QueueEmitter Pushes events into a queue.Queue for async consumption.
FanoutEmitter Broadcasts each event to multiple emitters.
BoundEmitter Wraps any emitter with a fixed run_id so you don't have to construct Event objects manually. Has log_info(message), log_error(message, traceback=...), and agent_output_line(line, stream, iteration) convenience methods.
from ralphify import QueueEmitter, FanoutEmitter, BoundEmitter

# Consume events from a queue
q_emitter = QueueEmitter()
run_loop(config, state, emitter=q_emitter)
while not q_emitter.queue.empty():
    event = q_emitter.queue.get()
    print(event.to_dict())

# Broadcast to multiple listeners
fanout = FanoutEmitter([q_emitter, MyEmitter()])
run_loop(config, state, emitter=fanout)

# Emit events without constructing Event objects
bound = BoundEmitter(q_emitter, run_id="my-run")
bound(EventType.ITERATION_STARTED, {"iteration": 1})
bound.log_info("Starting phase two")
bound.log_error("Something failed", traceback=tb)

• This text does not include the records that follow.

//! Plain text report, optionally colorized.

use std::fmt::Write;

use colored::Colorize;

use crate::models::ActionKind;
use crate::pipeline::ReportItem;
use crate::reports::{item_url, project_url};

/// Role of a report fragment, mapped to a color.
#[derive(Debug, Clone, Copy, PartialEq, Eq)]
pub enum Tone {
    Url,
    Add,
    Remove,
    Skipped,
}

/// Color `text` for its tone, or return it unchanged.
pub fn paint(text: &str, tone: Tone, color: bool) -> String {
    if !color {
        return text.to_string();
    }
    match tone {
        Tone::Url => text.bright_blue().to_string(),
        Tone::Add => text.bright_green().to_string(),
        Tone::Remove => text.bright_red().to_string(),
        Tone::Skipped => text.bright_magenta().to_string(),
    }
}

struct TextFormatter {
    verbose: bool,
    color: bool,
}

impl TextFormatter {
    fn linked(&self, value: String, url: &str) -> String {
        if self.verbose {
            format!("{value} ({})", paint(url, Tone::Url, self.color))
        } else {
            value
        }
    }

    fn header(&self, item: &ReportItem) -> String {
        let projects: Vec<String> = item
            .project_names
            .iter()
            .map(|name| self.linked(name.clone(), &project_url(name)))
            .collect();
        format!(
            "===> {} / {}",
            self.linked(item.item.clone(), &item_url(&item.item)),
            projects.join(",")
        )
    }

    fn action(&self, kind: &ActionKind) -> String {
        let body = match kind {
            ActionKind::AddProperty { value, url, .. } => {
                let value = paint(value, Tone::Add, self.color);
                format!("adding {}", self.linked(value, url))
            }
            ActionKind::RemoveProperty {
                value,
                url,
                history_urls,
                ..
            } => {
                let mut text = format!(
                    "{} not present in Repology, needs investigation; see following urls:",
                    self.linked(paint(value, Tone::Remove, self.color), url)
                );
                for history_url in history_urls {
                    let _ = write!(text, "\n  {}", paint(history_url, Tone::Url, self.color));
                }
                text
            }
            ActionKind::NoValue { .. } => {
                let text = paint("no value", Tone::Remove, self.color);
                format!("{text} encountered, please remove")
            }
            ActionKind::TooManyValues { count, .. } => paint(
                &format!("too many ({count}) packages in Repology, skipping"),
                Tone::Skipped,
                self.color,
            ),
            ActionKind::MultipleLinkingValues => paint(
                "multiple wikidata items for project, skipping",
                Tone::Skipped,
                self.color,
            ),
        };

        match kind.repo_prop() {
            Some((repo, prop)) => format!("{repo} ({prop}): {body}"),
            None => body,
        }
    }
}

/// Render report items as text; `verbose` appends URLs.
pub fn format_text_report(items: &[ReportItem], verbose: bool, color: bool) -> String {
    let formatter = TextFormatter { verbose, color };
    let mut out = String::new();

    for item in items {
        let _ = writeln!(out, "{}", formatter.header(item));
        for action in &item.actions {
            let _ = writeln!(out, "{}", formatter.action(&action.kind));
        }
    }
    out
}

#[cfg(test)]
mod tests {
    use super::*;
    use crate::models::Action;

    fn item(kinds: Vec<ActionKind>) -> ReportItem {
        let project_names = vec!["firefox".to_string(), "firefox-esr".to_string()];
        ReportItem {
            item: "Q698".into(),
            project_names: project_names.clone(),
            actions: kinds
                .into_iter()
                .map(|kind| Action {
                    item: "Q698".into(),
                    project_names: project_names.clone(),
                    kind,
                })
                .collect(),
        }
    }

    fn sample() -> ReportItem {
        item(vec![
            ActionKind::AddProperty {
                repo: "gentoo".into(),
                prop: "P3499".into(),
                value: "www-client/firefox".into(),
                url: "https://packages.gentoo.org/packages/www-client/firefox".into(),
            },
            ActionKind::RemoveProperty {
                repo: "arch".into(),
                prop: "P3454".into(),
                value: "firefox-old".into(),
                url: "https://archlinux.org/packages/?q=firefox-old".into(),
                history_urls: vec!["https://example.com/log/firefox-old".into()],
            },
            ActionKind::NoValue {
                repo: "aur".into(),
                prop: "P4162".into(),
            },
            ActionKind::TooManyValues {
                repo: "freebsd".into(),
                prop: "P7427".into(),
                count: 51,
            },
        ])
    }

    #[test]
    fn test_plain_report() {
        let text = format_text_report(&[sample()], false, false);
        let expected = "\
===> Q698 / firefox,firefox-esr
gentoo (P3499): adding www-client/firefox
arch (P3454): firefox-old not present in Repology, needs investigation; see following urls:
  https://example.com/log/firefox-old
aur (P4162): no value encountered, please remove
freebsd (P7427): too many (51) packages in Repology, skipping
";
        assert_eq!(text, expected);
    }

    #[test]
    fn test_verbose_report_has_urls() {
        let text = format_text_report(&[sample()], true, false);
        let first = text.lines().next().unwrap();
        assert_eq!(
            first,
            "===> Q698 (https://www.wikidata.org/wiki/Q698) / \
             firefox (https://repology.org/project/firefox),\
             firefox-esr (https://repology.org/project/firefox-esr)"
        );
        assert!(text.contains(
            "adding www-client/firefox (https://packages.gentoo.org/packages/www-client/firefox)"
        ));
    }

    #[test]
    fn test_ambiguity_has_no_prefix() {
        let items = [item(vec![ActionKind::MultipleLinkingValues])];
        let text = format_text_report(&items, false, false);
        assert_eq!(
            text.lines().nth(1),
            Some("multiple wikidata items for project, skipping")
        );
    }

    #[test]
    fn test_paint_without_color_is_identity() {
        assert_eq!(paint("x", Tone::Add, false), "x");
    }
}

Concurrent runs with RunManager

RunManager is a thread-safe registry for launching and controlling multiple ralph loops concurrently. Each run gets its own daemon thread and event queue.

from pathlib import Path
from ralphify import RunManager, RunConfig, Command

manager = RunManager()

docs_config = RunConfig(
    agent="claude -p --dangerously-skip-permissions",
    ralph_dir=Path("docs-ralph"),
    ralph_file=Path("docs-ralph/RALPH.md"),
    commands=[Command(name="build", run="mkdocs build --strict")],
    max_iterations=5,
)
tests_config = RunConfig(
    agent="claude -p --dangerously-skip-permissions",
    ralph_dir=Path("tests-ralph"),
    ralph_file=Path("tests-ralph/RALPH.md"),
    commands=[Command(name="tests", run="uv run pytest -x")],
    max_iterations=3,
)

docs_run = manager.create_run(docs_config)
tests_run = manager.create_run(tests_config)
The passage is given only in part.